= Your objective =
Please quote exactly the opening lines of the data, from the first line to the one where "let (signal_tx, signal_rx)" appears.

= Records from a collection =
● ● ● ● ●

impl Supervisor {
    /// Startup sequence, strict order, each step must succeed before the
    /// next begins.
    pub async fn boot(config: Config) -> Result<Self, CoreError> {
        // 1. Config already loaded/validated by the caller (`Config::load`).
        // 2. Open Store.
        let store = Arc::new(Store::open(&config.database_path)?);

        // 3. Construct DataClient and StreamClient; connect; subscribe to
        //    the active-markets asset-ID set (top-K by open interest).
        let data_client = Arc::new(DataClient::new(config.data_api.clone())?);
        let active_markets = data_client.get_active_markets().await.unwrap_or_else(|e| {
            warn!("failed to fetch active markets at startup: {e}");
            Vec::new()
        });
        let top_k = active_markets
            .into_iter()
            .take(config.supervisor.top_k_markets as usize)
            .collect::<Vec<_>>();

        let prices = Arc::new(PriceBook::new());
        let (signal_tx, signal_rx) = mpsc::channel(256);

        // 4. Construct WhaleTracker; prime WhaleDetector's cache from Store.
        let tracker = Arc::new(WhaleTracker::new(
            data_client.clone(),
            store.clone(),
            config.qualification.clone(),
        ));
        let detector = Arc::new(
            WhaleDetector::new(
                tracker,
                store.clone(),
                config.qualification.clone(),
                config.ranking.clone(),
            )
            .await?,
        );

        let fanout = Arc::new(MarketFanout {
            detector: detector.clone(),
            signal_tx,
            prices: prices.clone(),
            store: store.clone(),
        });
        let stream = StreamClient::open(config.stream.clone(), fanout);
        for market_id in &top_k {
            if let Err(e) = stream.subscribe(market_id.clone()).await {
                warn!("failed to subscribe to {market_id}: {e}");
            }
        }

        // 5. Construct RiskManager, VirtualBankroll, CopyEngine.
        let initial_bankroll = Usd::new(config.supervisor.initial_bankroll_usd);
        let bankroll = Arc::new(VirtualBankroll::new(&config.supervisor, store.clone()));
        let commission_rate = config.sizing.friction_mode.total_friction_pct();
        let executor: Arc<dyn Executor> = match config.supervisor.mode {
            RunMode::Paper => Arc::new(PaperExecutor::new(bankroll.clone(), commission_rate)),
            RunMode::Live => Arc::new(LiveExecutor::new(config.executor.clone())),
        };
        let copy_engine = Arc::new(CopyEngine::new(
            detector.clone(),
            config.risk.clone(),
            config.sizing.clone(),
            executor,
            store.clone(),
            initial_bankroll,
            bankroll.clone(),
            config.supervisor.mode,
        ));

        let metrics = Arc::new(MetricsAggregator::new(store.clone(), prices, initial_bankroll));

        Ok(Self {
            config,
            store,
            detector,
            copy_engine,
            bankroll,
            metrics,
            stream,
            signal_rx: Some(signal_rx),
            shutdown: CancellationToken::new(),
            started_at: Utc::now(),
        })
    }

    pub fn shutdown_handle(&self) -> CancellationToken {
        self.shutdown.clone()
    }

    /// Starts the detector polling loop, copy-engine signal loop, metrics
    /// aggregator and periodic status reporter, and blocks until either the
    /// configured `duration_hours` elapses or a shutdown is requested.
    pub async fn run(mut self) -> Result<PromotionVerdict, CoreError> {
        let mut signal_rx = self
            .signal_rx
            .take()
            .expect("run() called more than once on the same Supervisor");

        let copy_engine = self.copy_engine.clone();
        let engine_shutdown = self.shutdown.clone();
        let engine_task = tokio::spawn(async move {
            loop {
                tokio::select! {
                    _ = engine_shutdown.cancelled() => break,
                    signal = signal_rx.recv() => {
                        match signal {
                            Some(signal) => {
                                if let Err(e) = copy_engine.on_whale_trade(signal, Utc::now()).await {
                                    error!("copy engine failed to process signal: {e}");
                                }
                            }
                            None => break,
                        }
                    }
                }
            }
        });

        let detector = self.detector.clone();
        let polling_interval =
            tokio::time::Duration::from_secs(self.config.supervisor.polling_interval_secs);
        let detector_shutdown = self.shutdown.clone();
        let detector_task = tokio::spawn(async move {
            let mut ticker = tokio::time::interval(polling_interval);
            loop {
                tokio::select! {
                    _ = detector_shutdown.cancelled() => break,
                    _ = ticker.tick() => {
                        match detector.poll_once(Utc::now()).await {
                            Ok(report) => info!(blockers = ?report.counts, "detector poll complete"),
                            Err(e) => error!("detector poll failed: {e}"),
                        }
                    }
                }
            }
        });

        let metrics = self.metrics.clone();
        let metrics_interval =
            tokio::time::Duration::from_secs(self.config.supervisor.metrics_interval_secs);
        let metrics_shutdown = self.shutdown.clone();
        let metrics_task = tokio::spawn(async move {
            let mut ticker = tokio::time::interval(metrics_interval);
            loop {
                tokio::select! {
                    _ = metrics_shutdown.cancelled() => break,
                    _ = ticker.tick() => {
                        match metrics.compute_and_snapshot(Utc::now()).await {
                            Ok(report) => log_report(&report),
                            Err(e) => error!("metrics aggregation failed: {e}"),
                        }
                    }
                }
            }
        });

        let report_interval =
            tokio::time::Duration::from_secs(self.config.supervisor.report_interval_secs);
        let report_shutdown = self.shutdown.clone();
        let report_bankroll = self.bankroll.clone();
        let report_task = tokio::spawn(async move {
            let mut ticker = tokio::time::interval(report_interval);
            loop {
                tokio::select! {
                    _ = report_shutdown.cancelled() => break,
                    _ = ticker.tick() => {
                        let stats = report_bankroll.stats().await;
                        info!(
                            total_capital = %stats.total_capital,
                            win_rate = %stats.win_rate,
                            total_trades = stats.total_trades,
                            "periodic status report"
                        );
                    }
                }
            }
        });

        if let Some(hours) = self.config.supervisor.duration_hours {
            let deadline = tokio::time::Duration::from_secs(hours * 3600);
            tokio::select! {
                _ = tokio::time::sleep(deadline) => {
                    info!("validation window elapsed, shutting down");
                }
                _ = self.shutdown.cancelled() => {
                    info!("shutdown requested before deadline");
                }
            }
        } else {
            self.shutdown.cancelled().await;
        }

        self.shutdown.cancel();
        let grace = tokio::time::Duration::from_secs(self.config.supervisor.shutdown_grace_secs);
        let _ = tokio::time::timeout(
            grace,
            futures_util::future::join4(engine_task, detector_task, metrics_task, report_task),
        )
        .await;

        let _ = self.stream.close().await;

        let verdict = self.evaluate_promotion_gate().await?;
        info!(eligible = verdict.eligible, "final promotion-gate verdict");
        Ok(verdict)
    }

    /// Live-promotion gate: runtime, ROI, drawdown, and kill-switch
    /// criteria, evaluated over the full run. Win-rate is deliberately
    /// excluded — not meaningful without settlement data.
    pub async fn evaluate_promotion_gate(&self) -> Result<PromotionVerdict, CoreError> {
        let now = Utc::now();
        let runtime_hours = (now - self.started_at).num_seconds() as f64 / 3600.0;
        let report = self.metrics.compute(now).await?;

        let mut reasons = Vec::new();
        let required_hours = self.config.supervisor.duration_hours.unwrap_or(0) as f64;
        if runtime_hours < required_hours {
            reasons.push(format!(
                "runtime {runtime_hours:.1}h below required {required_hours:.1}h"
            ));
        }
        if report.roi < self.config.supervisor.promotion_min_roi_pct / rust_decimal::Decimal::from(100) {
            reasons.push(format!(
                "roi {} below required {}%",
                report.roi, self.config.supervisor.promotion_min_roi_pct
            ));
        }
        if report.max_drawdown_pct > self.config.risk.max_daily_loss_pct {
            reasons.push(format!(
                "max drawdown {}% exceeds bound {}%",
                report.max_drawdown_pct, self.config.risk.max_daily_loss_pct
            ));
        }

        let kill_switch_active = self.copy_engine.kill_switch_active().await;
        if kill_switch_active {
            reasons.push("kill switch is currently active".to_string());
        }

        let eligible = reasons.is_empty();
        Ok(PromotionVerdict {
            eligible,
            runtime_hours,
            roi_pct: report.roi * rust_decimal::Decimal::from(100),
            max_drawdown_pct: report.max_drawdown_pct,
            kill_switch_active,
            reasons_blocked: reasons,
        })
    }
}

● ● ● ● ●

= Expected answer =
impl Supervisor {
    /// Startup sequence, strict order, each step must succeed before the
    /// next begins.
    pub async fn boot(config: Config) -> Result<Self, CoreError> {
        // 1. Config already loaded/validated by the caller (`Config::load`).
        // 2. Open Store.
        let store = Arc::new(Store::open(&config.database_path)?);

        // 3. Construct DataClient and StreamClient; connect; subscribe to
        //    the active-markets asset-ID set (top-K by open interest).
        let data_client = Arc::new(DataClient::new(config.data_api.clone())?);
        let active_markets = data_client.get_active_markets().await.unwrap_or_else(|e| {
            warn!("failed to fetch active markets at startup: {e}");
            Vec::new()
        });
        let top_k = active_markets
            .into_iter()
            .take(config.supervisor.top_k_markets as usize)
            .collect::<Vec<_>>();

        let prices = Arc::new(PriceBook::new());
        let (signal_tx, signal_rx) = mpsc::channel(256);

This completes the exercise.